_Instructions for the task_
Which lines run from the one containing "rediscover the database." through the end of the material? Reproduce them exactly.

________________________________________

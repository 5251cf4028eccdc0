//! Bluecore errors

use num_enum::TryFromPrimitive;

/// The error type for central session operations
#[derive(Debug)]
pub struct Error {
    kind: ErrorKind,
    source: Option<Box<dyn std::error::Error + Send + Sync + 'static>>,
    message: String,
}

impl Error {
    pub(crate) fn new(
        kind: ErrorKind,
        source: Option<Box<dyn std::error::Error + Send + Sync + 'static>>,
        message: impl Into<String>,
    ) -> Self {
        Error {
            kind,
            source,
            message: message.into(),
        }
    }

    /// Returns the corresponding [ErrorKind] for this error.
    pub fn kind(&self) -> ErrorKind {
        self.kind
    }

    /// Returns the message for this error.
    pub fn message(&self) -> &str {
        &self.message
    }

    /// The reason attached to a `ConnectionFailed`, `DiscoveryFailed`, `ReadFailed` or `WriteFailed` error.
    pub fn reason(&self) -> Option<FailureReason> {
        match self.kind {
            ErrorKind::ConnectionFailed(reason)
            | ErrorKind::DiscoveryFailed(reason)
            | ErrorKind::ReadFailed(reason)
            | ErrorKind::WriteFailed(reason) => Some(reason),
            _ => None,
        }
    }
}

impl std::fmt::Display for Error {
    fn fmt(&self, f: &mut std::fmt::Formatter<'_>) -> std::fmt::Result {
        match (self.message.is_empty(), &self.source) {
            (true, None) => write!(f, "{}", &self.kind),
            (false, None) => write!(f, "{}: {}", &self.kind, &self.message),
            (true, Some(err)) => write!(f, "{}: {}", &self.kind, err),
            (false, Some(err)) => write!(f, "{}: {} ({})", &self.kind, &self.message, err),
        }
    }
}

impl std::error::Error for Error {
    fn source(&self) -> Option<&(dyn std::error::Error + 'static)> {
        self.source.as_ref().map(|x| {
            let x: &(dyn std::error::Error + 'static) = &**x;
            x
        })
    }
}

/// The categories of failure a central session operation can report.
///
/// Every failure leaves the session in a well-defined state from which the caller may retry the logical step
/// (request permission again, reconnect, rediscover).
#[non_exhaustive]
#[derive(Debug, displaydoc::Display, Clone, Copy, PartialEq, Eq, PartialOrd, Ord, Hash)]
pub enum ErrorKind {
    /// the platform bridge is not available
    BridgeUnavailable,
    /// the Bluetooth adapter is not available
    AdapterUnavailable,
    /// permission denied
    PermissionDenied,
    /// permission prompt unavailable
    PermissionUnavailable,
    /// a scan with a different filter is already active
    ScanAlreadyActive,
    /// another connection is in progress or established
    ConnectionBusy,
    /// connection failed: {0}
    ConnectionFailed(FailureReason),
    /// not connected
    NotConnected,
    /// the session was invalidated
    SessionInvalidated,
    /// not found
    NotFound,
    /// service discovery failed: {0}
    DiscoveryFailed(FailureReason),
    /// read failed: {0}
    ReadFailed(FailureReason),
    /// write failed: {0}
    WriteFailed(FailureReason),
    /// invalid parameter
    InvalidParameter,
    /// an internal error has occured
    Internal,
}

impl From<ErrorKind> for Error {
    fn from(kind: ErrorKind) -> Self {
        Error {
            kind,
            source: None,
            message: String::new(),
        }
    }
}

/// Why a connection, discovery, read or write did not complete.
#[non_exhaustive]
#[derive(Debug, displaydoc::Display, Clone, Copy, PartialEq, Eq, PartialOrd, Ord, Hash)]
pub enum FailureReason {
    /// timed out
    Timeout,
    /// rejected by the platform
    Rejected,
    /// cancelled
    Cancelled,
    /// link lost
    LinkLost,
    /// protocol error: {0}
    Protocol(AttError),
}

/// Bluetooth Attribute Protocol error codes. See the Bluetooth Core Specification, Vol 3, Part F, §3.4.1.1
#[repr(u8)]
#[derive(Debug, displaydoc::Display, Clone, Copy, PartialEq, Eq, PartialOrd, Ord, Hash, TryFromPrimitive)]
pub enum AttErrorCode {
    /// The operation completed successfully.
    Success = 0x00,
    /// The attribute handle given was not valid on this server.
    InvalidHandle = 0x01,
    /// The attribute cannot be read.
    ReadNotPermitted = 0x02,
    /// The attribute cannot be written.
    WriteNotPermitted = 0x03,
    /// The attribute PDU was invalid.
    InvalidPdu = 0x04,
    /// The attribute requires authentication before it can be read or written.
    InsufficientAuthentication = 0x05,
    /// Attribute server does not support the request received from the client.
    RequestNotSupported = 0x06,
    /// Offset specified was past the end of the attribute.
    InvalidOffset = 0x07,
    /// The attribute requires authorization before it can be read or written.
    InsufficientAuthorization = 0x08,
    /// Too many prepare writes have been queued.
    PrepareQueueFull = 0x09,
    /// No attribute found within the given attribute handle range.
    AttributeNotFound = 0x0a,
    /// The attribute cannot be read or written using the Read Blob Request.
    AttributeNotLong = 0x0b,
    /// The Encryption Key Size used for encrypting this link is insufficient.
    InsufficientEncryptionKeySize = 0x0c,
    /// The attribute value length is invalid for the operation.
    InvalidAttributeValueLength = 0x0d,
    /// The attribute request has encountered an unlikely error and could not be completed.
    UnlikelyError = 0x0e,
    /// The attribute requires encryption before it can be read or written.
    InsufficientEncryption = 0x0f,
    /// The attribute type is not a supported grouping attribute.
    UnsupportedGroupType = 0x10,
    /// Insufficient Resources to complete the request.
    InsufficientResources = 0x11,
    /// The server requests the client to rediscover the database.
    DatabaseOutOfSync = 0x12,
    /// The attribute parameter value was not allowed.
    ValueNotAllowed = 0x13,
    /// Write Request Rejected
    WriteRequestRejected = 0xfc,
    /// Client Characteristic Configuration Descriptor Improperly Configured
    CccdImproperlyConfigured = 0xfd,
    /// Procedure Already in Progress
    ProcedureAlreadyInProgress = 0xfe,
    /// Out of Range
    OutOfRange = 0xff,
}

/// Bluetooth Attribute Protocol error. See the Bluetooth Core Specification, Vol 3, Part F, §3.4.1.1
#[derive(Debug, displaydoc::Display, Clone, Copy, PartialEq, Eq, PartialOrd, Ord, Hash)]
pub enum AttError {
    /// {0}
    Known(AttErrorCode),
    /// application specific error: {0}
    Application(u8),
    /// unknown error: {0}
    Reserved(u8),
}

impl From<u8> for AttError {
    fn from(number: u8) -> Self {
        match AttErrorCode::try_from(number) {
            Ok(code) => AttError::Known(code),
            Err(_) => {
                if (0x80..0xa0).contains(&number) {
                    AttError::Application(number)
                } else {
                    AttError::Reserved(number)
                }
            }
        }
    }
}

impl AttError {
    /// Maps a raw platform GATT status to an ATT error, `None` meaning success.
    ///
    /// Statuses that do not fit in a byte are reported as [`AttErrorCode::UnlikelyError`].
    pub fn from_status(status: i32) -> Option<AttError> {
        match u8::try_from(status) {
            Ok(0) => None,
            Ok(code) => Some(AttError::from(code)),
            Err(_) => Some(AttError::Known(AttErrorCode::UnlikelyError)),
        }
    }
}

________________________________________

_Solution to this task_
    /// The server requests the client to rediscover the database.
    DatabaseOutOfSync = 0x12,
    /// The attribute parameter value was not allowed.
    ValueNotAllowed = 0x13,
    /// Write Request Rejected
    WriteRequestRejected = 0xfc,
    /// Client Characteristic Configuration Descriptor Improperly Configured
    CccdImproperlyConfigured = 0xfd,
    /// Procedure Already in Progress
    ProcedureAlreadyInProgress = 0xfe,
    /// Out of Range
    OutOfRange = 0xff,
}

/// Bluetooth Attribute Protocol error. See the Bluetooth Core Specification, Vol 3, Part F, §3.4.1.1
#[derive(Debug, displaydoc::Display, Clone, Copy, PartialEq, Eq, PartialOrd, Ord, Hash)]
pub enum AttError {
    /// {0}
    Known(AttErrorCode),
    /// application specific error: {0}
    Application(u8),
    /// unknown error: {0}
    Reserved(u8),
}

impl From<u8> for AttError {
    fn from(number: u8) -> Self {
        match AttErrorCode::try_from(number) {
            Ok(code) => AttError::Known(code),
            Err(_) => {
                if (0x80..0xa0).contains(&number) {
                    AttError::Application(number)
                } else {
                    AttError::Reserved(number)
                }
            }
        }
    }
}

impl AttError {
    /// Maps a raw platform GATT status to an ATT error, `None` meaning success.
    ///
    /// Statuses that do not fit in a byte are reported as [`AttErrorCode::UnlikelyError`].
    pub fn from_status(status: i32) -> Option<AttError> {
        match u8::try_from(status) {
            Ok(0) => None,
            Ok(code) => Some(AttError::from(code)),
            Err(_) => Some(AttError::Known(AttErrorCode::UnlikelyError)),
        }
    }
}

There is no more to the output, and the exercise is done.